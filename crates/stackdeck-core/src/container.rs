use serde::{Deserialize, Serialize};

/// One row of the container status dashboard.
#[derive(Debug, Clone, PartialEq, Eq, Serialize, Deserialize)]
pub struct ContainerInfo {
    pub name: String,
    pub command: String,
    pub state: String,
    pub status: String,
    pub ports: String,
}

impl ContainerInfo {
    pub fn new(name: &str, command: &str, state: &str, status: &str, ports: &str) -> Self {
        Self {
            name: name.to_string(),
            command: command.to_string(),
            state: state.to_string(),
            status: status.to_string(),
            ports: ports.to_string(),
        }
    }

    pub fn is_up(&self) -> bool {
        self.state.to_ascii_lowercase().contains("up")
    }
}

/// Fixed data served in demo mode.
pub fn demo_containers() -> Vec<ContainerInfo> {
    vec![
        ContainerInfo::new("zeus_frontend", "npm start", "Up", "Up 2 hours", "0.0.0.0:3000->3000/tcp"),
        ContainerInfo::new("zeus_backend", "python app.py", "Up", "Up 2 hours", "0.0.0.0:5000->5000/tcp"),
        ContainerInfo::new("zeus_db", "postgres", "Up", "Up 2 hours", "5432/tcp"),
        ContainerInfo::new("zeus_redis", "redis-server", "Up", "Up 2 hours", "6379/tcp"),
        ContainerInfo::new("zeus_worker", "celery -A app worker", "Exit", "Exited (0) 5 minutes ago", ""),
    ]
}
+===+
Copy every line in the data above that has the string "ports" in it.

    pub ports: String,
    pub fn new(name: &str, command: &str, state: &str, status: &str, ports: &str) -> Self {
            ports: ports.to_string(),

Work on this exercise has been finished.